これ即ち一つの正義。守れない力など無きに等しい。大澤を目の前にしたら、アナタもそれが言える。それが間違ってるなんざ理論信者が言うだけでいい。それは守れない力だから。リローンチ(違)(←壊レ)
夏菜、登場。
黒いワンピースに黒いリボンをしたショートカットの女の子。
車椅子に乗って生活しているようで、なんだか嫌な予感。
主人公よりも年下で、この子は自己紹介の時に明言した。自分は9歳、と。これでアレなシーンがあったらヤバい。
ころころと明るい性格で、現時点では唯一の年下ということもあってかなり回避不能。
しかも、あと10年で……などと不穏なことを笑顔で言う。無理。回避できません。
……しかし、今は桃香である。
こんなピンポイントな少女、夏菜を回避してしまうほど、俺は大澤から桃香を護らねばならないと思っている。普通のゲームならありえないのだが、これがこの悪魔テキストの魅力か。
夏菜「だから、それまで友達でいてよ」
ぐらっ……。
夏菜「人間、いつかは死んじゃうじゃん。だから、それが短くても、その中で輝けられればいいよねっ。ね。」
くぅぅ……激しく共感し、惹かれるのだが、俺は桃香を放って置けない。
今と、未来。
どちらが重いのか。桃香は解かっていない。まだ終わってないことを。それはまだ幼いから? 未来には夢がある。まだ見ぬ果てしない夢が。理想と現実。未来には夢がある。でも、何も解かっていない。未来は今の辿り着く場所。今閉ざすか、未来に閉ざすか。
……。
……。
……。
あかん、このシーンも耐え切……れん……。無理……。
昏い俺が出てくる。
モウダメ。
果てしない衝動を燻らせて。
もう一度。ちょっとキレてきます。
必ず帰ってくると思うので猶予ください。
ただいまです。
さて……。
立ち直り失敗が1回あってから、立ち上がるシーンまで……よく書かれている。
ほんと、マジツライ……。
そして、大澤がそうなった理由まで解かって、一応は解決を見る。
未来に大きな不安を遺しながら……(痛)
そして感動のエピローグ……。
はがぅぁぁぁぁぁ……。
ぐぅあぁぁぁぁ……。
勝雄とのとらいあんぐるハート。
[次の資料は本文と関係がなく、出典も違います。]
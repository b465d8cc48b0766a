use std::collections::BTreeMap;

use k8s_openapi::api::core::v1::EnvVar;

use super::*;
use crate::api::v1alpha1::Core;
use crate::images;

pub const HTTP_PORT: i32 = 8080;

const KEY_VOLUME: &str = "secret-key";
const TOKEN_CERTIFICATE_VOLUME: &str = "token-service-private-key";
const TOKEN_DIR_VOLUME: &str = "psc";

impl Component for Core {
    const COMPONENT: &'static str = "core";

    fn component_status(&self) -> Option<&ComponentStatus> {
        self.status.as_ref()
    }

    fn render(&self, ctx: &RenderContext) -> Result<Vec<DesiredObject>> {
        let name = self.normalize_name(Self::COMPONENT);
        let labels = self.selector_labels();

        let config_map = config_map(
            self.owned_meta(Self::COMPONENT),
            BTreeMap::from([(templates::CORE.file.to_string(), templates::CORE.content.to_string())]),
        );

        let service = service(
            self.owned_meta(Self::COMPONENT),
            labels.clone(),
            &[("http", 80, HTTP_PORT)],
        );

        let deployment = deployment(
            self.owned_meta(Self::COMPONENT),
            labels,
            self.spec.component.replicas,
            self.pod(ctx, &name)?,
        );

        Ok(vec![
            DesiredObject::new(config_map),
            DesiredObject::new(service),
            DesiredObject::new(deployment),
        ])
    }
}

impl Core {
    /// In-cluster URL of the core service.
    pub fn service_url(&self) -> String {
        format!("http://{}", self.normalize_name(Self::COMPONENT))
    }

    fn env(&self) -> Vec<EnvVar> {
        let spec = &self.spec;
        let core_url = self.service_url();

        let mut vars = vec![
            env("PORT", HTTP_PORT),
            env("LOG_LEVEL", spec.log_level),
            env("CONFIG_PATH", "/etc/core/app.conf"),
            env("KEY_PATH", "/etc/core/key"),
            env("TOKEN_PRIVATE_KEY_PATH", "/etc/core/private_key.pem"),
            env("DATABASE_TYPE", "postgresql"),
            env("EXT_ENDPOINT", &spec.public_url),
            env("CORE_URL", &core_url),
            env("CORE_LOCAL_URL", format!("http://127.0.0.1:{HTTP_PORT}")),
            env("TOKEN_SERVICE_URL", format!("{core_url}/service/token")),
            env("CFG_EXPIRATION", spec.config_expiration),
            env("TOKEN_EXPIRATION", spec.token_expiration),
            env("READ_ONLY", spec.read_only),
            env("SYNC_QUOTA", spec.sync_quota),
            env("SYNC_REGISTRY", spec.sync_registry),
            env("REGISTRY_URL", &spec.registry_url),
            env("REGISTRY_CONTROLLER_URL", &spec.registry_controller_url),
            env("JOBSERVICE_URL", &spec.job_service_url),
            env("PORTAL_URL", &spec.portal_url),
        ];

        let neighbors = [
            ("CHART_REPOSITORY_URL", "WITH_CHARTMUSEUM", &spec.chart_repository_url),
            ("CLAIR_ADAPTER_URL", "WITH_CLAIR", &spec.clair_adapter_url),
            ("NOTARY_URL", "WITH_NOTARY", &spec.notary_url),
        ];
        for (url_var, flag_var, url) in neighbors {
            if let Some(url) = url {
                vars.push(env(url_var, url));
            }
            vars.push(env(flag_var, url.is_some()));
        }
        vars.push(env("WITH_TRIVY", false));

        vars.extend([
            secret_env("CORE_SECRET", &spec.core_secret, "secret"),
            secret_env("JOBSERVICE_SECRET", &spec.jobservice_secret, "secret"),
            secret_env("HARBOR_ADMIN_PASSWORD", &spec.admin_password_secret, "password"),
            secret_env("CSRF_KEY", &spec.csrf_key_secret, "secret"),
        ]);
        vars
    }

    fn pod(&self, ctx: &RenderContext, name: &str) -> Result<PodSpec> {
        let spec = &self.spec;
        let image = ctx
            .images
            .resolve(spec.component.image.as_deref(), images::CORE, &spec.version)?;

        let init = config_init_container(
            ctx.images,
            &[(&templates::CORE, templates::CORE.content)],
            vec![env("PORT", HTTP_PORT)],
            &[],
            vec![],
        )?;

        let mut env_from = vec![env_from_secret(&spec.database_secret, Some("POSTGRESQL_"), false)];
        if let Some(secret) = &spec.scanner_database_secret {
            env_from.push(env_from_secret(secret, Some("CLAIR_DB_"), true));
        }
        if let Some(secret) = &spec.redis_secret {
            env_from.push(env_from_secret(secret, Some("REDIS_"), true));
        }

        let api = api_prefix(&spec.version);
        let core = Container {
            ports: Some(vec![container_port("http", HTTP_PORT)]),
            env: Some(self.env()),
            env_from: Some(env_from),
            liveness_probe: Some(http_probe(&format!("{api}/ping"), HTTP_PORT, Some(20))),
            readiness_probe: Some(http_probe(&format!("{api}/ping"), HTTP_PORT, None)),
            volume_mounts: Some(vec![
                read_only_mount(CONFIG_VOLUME, "/etc/core/app.conf", Some(templates::CORE.file)),
                read_only_mount(KEY_VOLUME, "/etc/core/key", Some("key")),
                read_only_mount(TOKEN_CERTIFICATE_VOLUME, "/etc/core/private_key.pem", Some("tls.key")),
                mount(TOKEN_DIR_VOLUME, "/etc/core/token", None),
            ]),
            ..base_container("core", &image, Some(&spec.component))
        };

        Ok(pod_spec(
            &spec.component,
            vec![core],
            vec![init],
            vec![
                config_map_volume(TEMPLATE_VOLUME, name),
                empty_dir_volume(CONFIG_VOLUME),
                secret_volume(KEY_VOLUME, &spec.encryption_key_secret, &[("secret", "key")]),
                secret_volume(TOKEN_CERTIFICATE_VOLUME, &spec.token_certificate_secret, &[]),
                empty_dir_volume(TOKEN_DIR_VOLUME),
            ],
        ))
    }
}

#[cfg(test)]
pub(crate) mod tests {
    use super::*;
    use crate::api::v1alpha1::CoreSpec;
    use crate::images::ImageStore;
    use crate::render::test_support::*;

    pub fn core() -> Core {
        let mut core = Core::new(
            "harbor",
            CoreSpec {
                version: "2.3.0".to_string(),
                public_url: "https://harbor.example.com".to_string(),
                database_secret: "harbor-database".to_string(),
                admin_password_secret: "admin-secret".to_string(),
                core_secret: "harbor-core-secret".to_string(),
                jobservice_secret: "harbor-jobservice-secret".to_string(),
                encryption_key_secret: "harbor-encryption-key".to_string(),
                csrf_key_secret: "harbor-csrf-key".to_string(),
                token_certificate_secret: "harbor-token".to_string(),
                registry_url: "http://harbor-registry".to_string(),
                registry_controller_url: "http://harbor-registry:8080".to_string(),
                job_service_url: "http://harbor-jobservice".to_string(),
                portal_url: "http://harbor-portal".to_string(),
                config_expiration: 5,
                token_expiration: 30,
                sync_quota: true,
                ..Default::default()
            },
        );
        core.metadata.namespace = Some("registry".to_string());
        core
    }

    #[test]
    fn renders_config_service_and_deployment() {
        let images = ImageStore::with_defaults(None).unwrap();
        let objects = core().render(&RenderContext { images: &images }).unwrap();

        let kinds: Vec<ManifestKind> = objects.iter().map(|o| o.kind()).collect();
        assert_eq!(
            kinds,
            vec![ManifestKind::ConfigMap, ManifestKind::Service, ManifestKind::Deployment]
        );
        assert!(objects.iter().all(|o| o.name() == "harbor-core"));
        assert_workload_invariants("harbor", &objects);
    }

    #[test]
    fn core_env_lists_endpoints_and_neighbors() {
        let images = ImageStore::with_defaults(None).unwrap();
        let mut cr = core();
        cr.spec.notary_url = Some("http://harbor-notary-server:4443".to_string());
        let objects = cr.render(&RenderContext { images: &images }).unwrap();
        let deployment = deployments(&objects)[0];
        let main = container(pod(deployment), "core");

        assert_eq!(env_value(main, "EXT_ENDPOINT"), Some("https://harbor.example.com"));
        assert_eq!(env_value(main, "CORE_URL"), Some("http://harbor-core"));
        assert_eq!(env_value(main, "CORE_LOCAL_URL"), Some("http://127.0.0.1:8080"));
        assert_eq!(
            env_value(main, "TOKEN_SERVICE_URL"),
            Some("http://harbor-core/service/token")
        );
        assert_eq!(env_value(main, "CFG_EXPIRATION"), Some("5"));
        assert_eq!(env_value(main, "READ_ONLY"), Some("false"));
        assert_eq!(env_value(main, "SYNC_QUOTA"), Some("true"));
        assert_eq!(env_value(main, "WITH_NOTARY"), Some("true"));
        assert_eq!(env_value(main, "WITH_CHARTMUSEUM"), Some("false"));
        assert_eq!(env_value(main, "WITH_CLAIR"), Some("false"));
        assert!(env_value(main, "CHART_REPOSITORY_URL").is_none());
        assert_eq!(main.image.as_deref(), Some("goharbor/harbor-core:v2.3.0"));

        let admin = main
            .env
            .iter()
            .flatten()
            .find(|e| e.name == "HARBOR_ADMIN_PASSWORD")
            .and_then(|e| e.value_from.as_ref())
            .and_then(|s| s.secret_key_ref.as_ref())
            .unwrap();
        assert_eq!(admin.name, "admin-secret");
        assert_eq!(admin.optional, Some(false));
    }

    #[test]
    fn optional_env_from_secrets_only_when_set() {
        let images = ImageStore::with_defaults(None).unwrap();
        let mut cr = core();
        let objects = cr.render(&RenderContext { images: &images }).unwrap();
        let main = container(pod(deployments(&objects)[0]), "core");
        assert_eq!(main.env_from.as_ref().unwrap().len(), 1);

        cr.spec.redis_secret = Some("harbor-redis".to_string());
        cr.spec.scanner_database_secret = Some("clair-db".to_string());
        let objects = cr.render(&RenderContext { images: &images }).unwrap();
        let main = container(pod(deployments(&objects)[0]), "core");
        let sources = main.env_from.as_ref().unwrap();
        assert_eq!(sources.len(), 3);
        assert_eq!(sources[0].secret_ref.as_ref().unwrap().optional, Some(false));
        assert_eq!(sources[1].secret_ref.as_ref().unwrap().optional, Some(true));
        assert_eq!(sources[2].secret_ref.as_ref().unwrap().optional, Some(true));
    }

    #[test]
    fn core_depends_on_its_config_and_secrets() {
        let images = ImageStore::with_defaults(None).unwrap();
        let objects = core().render(&RenderContext { images: &images }).unwrap();
        let deployment = objects.iter().find(|o| o.kind() == ManifestKind::Deployment).unwrap();
        assert!(deployment.dependencies.contains(&DependencyKey::config_map("harbor-core")));
        assert!(deployment.dependencies.contains(&DependencyKey::secret("harbor-token")));
        assert!(deployment.dependencies.contains(&DependencyKey::secret("harbor-database")));
        assert!(deployment.dependencies.contains(&DependencyKey::secret("admin-secret")));
    }

    #[test]
    fn unsupported_version_fails_rendering() {
        let images = ImageStore::with_defaults(None).unwrap();
        let mut cr = core();
        cr.spec.version = "9.0.0".to_string();
        let err = cr.render(&RenderContext { images: &images }).unwrap_err();
        assert!(matches!(err.inner(), StdError::UnsupportedVersion { .. }));
    }
}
エロエロ大王カーツ。そして、そんな話題に明け透けなのえる。
そんな勝雄を見て主人公は……。
冨夫「なんて男らしいんだ……」
いや、跪いてるって! めっちゃ頭下げてるって!!
勝雄「この俺に……見せてやってくれないか……」
冨夫「やっぱりカーツは凄い!」
いや、拝み倒してるって! めっちゃ卑屈になってるって!!
カーツとのとらいあんぐるハートは良かったんだが、桃香シナリオがあまりに衝撃的過ぎた……。
のえるはのえるで恐ろしく不幸なシナリオ設定をされているのだが……キャラ的にもそんなに好きじゃないし、何より感動するはずのラストでめっちゃ笑ってしまった……(笑)
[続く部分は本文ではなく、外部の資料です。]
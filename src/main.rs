use actix_web::{get, middleware, web::Data, App, HttpRequest, HttpResponse, HttpServer, Responder};
use kube::Client;
use prometheus::{Encoder, TextEncoder};

use harbor_cluster::api::v1alpha1::{
    ChartMuseum, Core, JobService, NotaryServer, NotarySigner, Portal, Registry, RegistryController, Scanner,
};
use harbor_cluster::controllers::{
    component_controller, namespace_controller, platform_configuration_controller, platform_controller,
    platform_project_controller, project_binding_controller, server_configuration_controller, State,
};
use harbor_cluster::util::{config::OperatorConfig, telemetry};

#[get("/metrics")]
async fn metrics(c: Data<State>, _req: HttpRequest) -> impl Responder {
    let metrics = c.metrics();
    let encoder = TextEncoder::new();
    let mut buffer = vec![];
    match encoder.encode(&metrics, &mut buffer) {
        Ok(()) => HttpResponse::Ok().body(buffer),
        Err(e) => HttpResponse::InternalServerError().body(e.to_string()),
    }
}

#[get("/health")]
async fn health(_: HttpRequest) -> impl Responder {
    HttpResponse::Ok().json("healthy")
}

#[get("/")]
async fn index(c: Data<State>, _req: HttpRequest) -> impl Responder {
    let d = c.diagnostics().await;
    HttpResponse::Ok().json(&d)
}

#[tokio::main]
async fn main() -> anyhow::Result<()> {
    telemetry::init().await;

    let config = OperatorConfig::from_env()?;
    tracing::info!(class = %config.class_name, concurrency = config.concurrency, "starting harbor operator");
    let metrics_addr = config.metrics_addr.clone();

    // Initialize Kubernetes controller state
    let state = State::new(config)?;
    let client = Client::try_default().await?;
    let ctx = state.to_context(client.clone());

    let components = async {
        tokio::join!(
            component_controller::run::<Core>(client.clone(), ctx.clone()),
            component_controller::run::<Registry>(client.clone(), ctx.clone()),
            component_controller::run::<RegistryController>(client.clone(), ctx.clone()),
            component_controller::run::<JobService>(client.clone(), ctx.clone()),
            component_controller::run::<Portal>(client.clone(), ctx.clone()),
            component_controller::run::<ChartMuseum>(client.clone(), ctx.clone()),
            component_controller::run::<Scanner>(client.clone(), ctx.clone()),
            component_controller::run::<NotaryServer>(client.clone(), ctx.clone()),
            component_controller::run::<NotarySigner>(client.clone(), ctx.clone()),
        );
    };
    let remote = async {
        tokio::join!(
            server_configuration_controller::run(client.clone(), ctx.clone()),
            namespace_controller::run(client.clone(), ctx.clone()),
            project_binding_controller::run(client.clone(), ctx.clone()),
            platform_project_controller::run(client.clone(), ctx.clone()),
            platform_configuration_controller::run(client.clone(), ctx.clone()),
        );
    };
    let platform = platform_controller::run(client.clone(), ctx.clone());

    // Start web server
    let server = HttpServer::new(move || {
        App::new()
            .app_data(Data::new(state.clone()))
            .wrap(middleware::Logger::default().exclude("/health"))
            .service(index)
            .service(health)
            .service(metrics)
    })
    .bind(metrics_addr)?
    .shutdown_timeout(5);

    // Controllers and the server all shut down gracefully, so poll until every one is done
    tokio::join!(platform, components, remote, server.run()).3?;
    Ok(())
}
use super::*;
use crate::api::v1alpha1::Portal;
use crate::images;

pub const HTTP_PORT: i32 = 8080;

impl Component for Portal {
    const COMPONENT: &'static str = "portal";

    fn component_status(&self) -> Option<&ComponentStatus> {
        self.status.as_ref()
    }

    fn render(&self, ctx: &RenderContext) -> Result<Vec<DesiredObject>> {
        let spec = &self.spec;
        let labels = self.selector_labels();
        let image = ctx
            .images
            .resolve(spec.component.image.as_deref(), images::PORTAL, &spec.version)?;

        let portal = Container {
            ports: Some(vec![container_port("http", HTTP_PORT)]),
            liveness_probe: Some(http_probe("/", HTTP_PORT, Some(10))),
            readiness_probe: Some(http_probe("/", HTTP_PORT, None)),
            ..base_container("portal", &image, Some(&spec.component))
        };

        Ok(vec![
            DesiredObject::new(service(
                self.owned_meta(Self::COMPONENT),
                labels.clone(),
                &[("http", 80, HTTP_PORT)],
            )),
            DesiredObject::new(deployment(
                self.owned_meta(Self::COMPONENT),
                labels,
                spec.component.replicas,
                pod_spec(&spec.component, vec![portal], vec![], vec![]),
            )),
        ])
    }
}
use super::registry::{RegistryConfig, CONTROLLER_PORT};
use super::*;
use crate::api::v1alpha1::RegistryController;
use crate::images;

impl Component for RegistryController {
    const COMPONENT: &'static str = "registryctl";

    fn component_status(&self) -> Option<&ComponentStatus> {
        self.status.as_ref()
    }

    fn render(&self, ctx: &RenderContext) -> Result<Vec<DesiredObject>> {
        let spec = &self.spec;
        let config = RegistryConfig {
            log_level: spec.log_level,
            urls_config_map: &spec.urls_config_map,
            storage_secret: spec.storage_secret.as_deref(),
            cache_secret: None,
            token_certificate_secret: None,
            with_controller: true,
        };
        let name = self.normalize_name(Self::COMPONENT);
        let labels = self.selector_labels();

        let image = ctx
            .images
            .resolve(spec.component.image.as_deref(), images::REGISTRY_CONTROLLER, &spec.version)?;
        let pod = pod_spec(
            &spec.component,
            vec![config.controller_container(
                &image,
                Some(&spec.component),
                &spec.core_secret,
                &spec.jobservice_secret,
            )],
            vec![config.init_container(ctx.images)?],
            config.volumes(&name),
        );

        Ok(vec![
            DesiredObject::new(config_map(self.owned_meta(Self::COMPONENT), config.config_map_data())),
            DesiredObject::new(service(
                self.owned_meta(Self::COMPONENT),
                labels.clone(),
                &[("http", 80, CONTROLLER_PORT)],
            )),
            DesiredObject::new(deployment(
                self.owned_meta(Self::COMPONENT),
                labels,
                spec.component.replicas,
                pod,
            )),
        ])
    }
}

#[cfg(test)]
mod tests {
    use super::*;
    use crate::api::v1alpha1::RegistryControllerSpec;
    use crate::render::test_support::*;

    #[test]
    fn standalone_controller_renders_both_configs() {
        let mut cr = RegistryController::new(
            "harbor",
            RegistryControllerSpec {
                version: "2.3.0".to_string(),
                urls_config_map: "harbor-urls".to_string(),
                core_secret: "harbor-core-secret".to_string(),
                jobservice_secret: "harbor-jobservice-secret".to_string(),
                ..Default::default()
            },
        );
        cr.metadata.namespace = Some("registry".to_string());
        let images = ImageStore::with_defaults(None).unwrap();
        let objects = cr.render(&RenderContext { images: &images }).unwrap();

        assert_workload_invariants("harbor", &objects);
        assert!(objects.iter().all(|o| o.name() == "harbor-registryctl"));

        let pod = pod(deployments(&objects)[0]);
        let ctl = container(pod, "registryctl");
        let paths: Vec<&str> = ctl
            .volume_mounts
            .iter()
            .flatten()
            .map(|m| m.mount_path.as_str())
            .collect();
        assert!(paths.contains(&"/etc/registry/config.yml"));
        assert!(paths.contains(&"/etc/registryctl/config.yml"));
        assert!(!paths.contains(&"/etc/registry/root.crt"));
    }
}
悪魔的ないじめっぷりでヒネくれた性格の蛍。でもそれは主人公に対する気持ちの証で裏返し。子供だ。
ボランティアクラブのトラブルメーカーにしてムードメーカー。様々なネタの仕込みは、殆どが蛍が持ってくる。ほぼ全てと言って良い。
気付かせる笑い。今後の展開を予測する爆笑。予測して爆笑し、テキストを読んで予想通りだったり裏切られたりで、どっちでも爆笑する。2度美味しい。
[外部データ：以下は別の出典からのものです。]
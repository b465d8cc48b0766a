use kube::CustomResource;
use schemars::JsonSchema;
use serde::{Deserialize, Serialize};

use crate::api::{conditions_schema, Condition, SecretKeyRef, StatusPhase};

use super::preserve_unknown_fields;

/// System settings pushed to a remote Harbor through `/api/v2.0/configurations`.
#[derive(CustomResource, Deserialize, Serialize, Clone, Debug, Default, PartialEq, JsonSchema)]
#[kube(kind = "PlatformConfiguration", group = "goharbor.io", version = "v1alpha1", namespaced)]
#[kube(status = "PlatformConfigurationStatus", shortname = "hc")]
#[kube(
    printcolumn = r#"{"name":"Server", "type":"string", "jsonPath":".spec.serverConfiguration"}"#,
    printcolumn = r#"{"name":"Status", "type":"string", "jsonPath":".status.status"}"#
)]
#[serde(rename_all = "camelCase")]
pub struct PlatformConfigurationSpec {
    pub server_configuration: String,
    /// Settings payload, e.g. `{"auth_mode": "oidc_auth", "oidc_name": "corp"}`.
    #[serde(default)]
    #[schemars(schema_with = "preserve_unknown_fields")]
    pub settings: serde_json::Map<String, serde_json::Value>,
    /// Sensitive settings read from Secrets in the same namespace.
    #[serde(default, skip_serializing_if = "Vec::is_empty")]
    pub secret_settings: Vec<SecretSetting>,
}

#[derive(Deserialize, Serialize, Clone, Debug, Default, PartialEq, JsonSchema)]
#[serde(rename_all = "camelCase")]
pub struct SecretSetting {
    /// Setting name, e.g. `oidc_client_secret`.
    pub field: String,
    pub secret_key_ref: SecretKeyRef,
}

#[derive(Deserialize, Serialize, Clone, Default, Debug, JsonSchema)]
#[serde(rename_all = "camelCase")]
pub struct PlatformConfigurationStatus {
    #[serde(default)]
    #[schemars(schema_with = "conditions_schema")]
    pub conditions: Vec<Condition>,
    #[serde(default, skip_serializing_if = "Option::is_none")]
    pub observed_generation: Option<i64>,
    #[serde(default)]
    pub status: StatusPhase,
    #[serde(default, skip_serializing_if = "String::is_empty")]
    pub reason: String,
    #[serde(default, skip_serializing_if = "String::is_empty")]
    pub message: String,
    /// Fingerprint of the last payload accepted by the server.
    #[serde(default, skip_serializing_if = "Option::is_none")]
    pub last_applied_checksum: Option<String>,
}
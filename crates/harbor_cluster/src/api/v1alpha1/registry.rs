use kube::CustomResource;
use schemars::JsonSchema;
use serde::{Deserialize, Serialize};

use crate::api::cert_manager::IssuerRef;
use crate::api::{default_version, ComponentSpec, ComponentStatus, LogLevel};

/// Docker distribution registry, optionally with its controller as a sidecar.
#[derive(CustomResource, Deserialize, Serialize, Clone, Debug, Default, PartialEq, JsonSchema)]
#[kube(kind = "Registry", group = "goharbor.io", version = "v1alpha1", namespaced)]
#[kube(status = "ComponentStatus", shortname = "registry")]
#[kube(
    printcolumn = r#"{"name":"Version", "type":"string", "jsonPath":".spec.version"}"#,
    printcolumn = r#"{"name":"URL", "type":"string", "jsonPath":".spec.publicURL"}"#,
    printcolumn = r#"{"name":"Applied", "type":"string", "jsonPath":".status.conditions[?(@.type==\"Applied\")].status"}"#,
    printcolumn = r#"{"name":"Ready", "type":"string", "jsonPath":".status.conditions[?(@.type==\"Ready\")].status"}"#
)]
#[serde(rename_all = "camelCase")]
pub struct RegistrySpec {
    #[serde(flatten)]
    pub component: ComponentSpec,
    #[serde(default = "default_version")]
    pub version: String,
    #[serde(rename = "publicURL")]
    pub public_url: String,
    /// ConfigMap carrying `REGISTRY_HTTP_HOST` and `REGISTRY_AUTH_TOKEN_REALM`.
    pub urls_config_map: String,
    /// Secret holding a `storage` YAML fragment; local emptyDir storage when unset.
    #[serde(default, skip_serializing_if = "Option::is_none")]
    pub storage_secret: Option<String>,
    /// Redis secret (keys addr and optional password) for the blob descriptor cache.
    #[serde(default, skip_serializing_if = "Option::is_none")]
    pub cache_secret: Option<String>,
    /// Secret with the `secret` key used to sign upload state.
    pub http_secret: String,
    /// Secret whose `tls.crt` verifies tokens issued by core.
    pub token_certificate_secret: String,
    /// When set, the token certificate is requested from this issuer.
    #[serde(default, skip_serializing_if = "Option::is_none")]
    pub certificate_issuer_ref: Option<IssuerRef>,
    #[serde(default)]
    pub log_level: LogLevel,
    /// Runs the registry controller API next to the registry in the same pod.
    #[serde(default, skip_serializing_if = "Option::is_none")]
    pub controller: Option<RegistrySidecarSpec>,
}

#[derive(Deserialize, Serialize, Clone, Debug, Default, PartialEq, JsonSchema)]
#[serde(rename_all = "camelCase")]
pub struct RegistrySidecarSpec {
    #[serde(default, skip_serializing_if = "Option::is_none")]
    pub image: Option<String>,
    pub core_secret: String,
    pub jobservice_secret: String,
}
チョコバナナとミルクセーキは爆笑させてもらった……腹が千切れるかと思ったヨ……。
またか……また、こんな痛々しい話かよ……ッッッ!
蛍の母、初手から俺をブチギレさせる。何が「たんぽぽ」だ。チクショウ。狂った大人は子供から見ればそれはそれは怖い存在だ。打つ手が無いと言って良い。しかし主人公。一念奮起。
どうして蛍がボランティアクラブのイベントメーカーになっていたか、それが解かる。
……なんだよチクショウ。
無理……コイツも桃香レベル……日記書くの、無理……っッ(ぉ
蛍の一本気な所が……電話のお姉さんの、大人の汚さが……痛すぎる……。
さて、総評。
CGは前作よりあまり進化はしておらず。ギャグイベントCGが多くなっている。CG枚数は多いと思う。背景は前作同様実写取り込みに軽いエフェクト。会話を多種多様な表情で表現するフェイスアイコンは健在。このシステムは非常に良いと思う。
前作ではただのGS音源っぽかった音楽も、今作では結構聞けるぐらいにはなっている。
システムは使いやすいとは言えないが、それなりに耐えられる程度にはなっている。安定性も悪くなく、俺のPC環境では何の不具合も出なかった。
さて、問題のテキストだが、前作C2Uからすれば大きく変わってしまった。
ギャグイベントが突っ走りすぎている所も。もう少しほのぼのノスタルジックなものが良かった。C2Uはそれが好きだったんだが……。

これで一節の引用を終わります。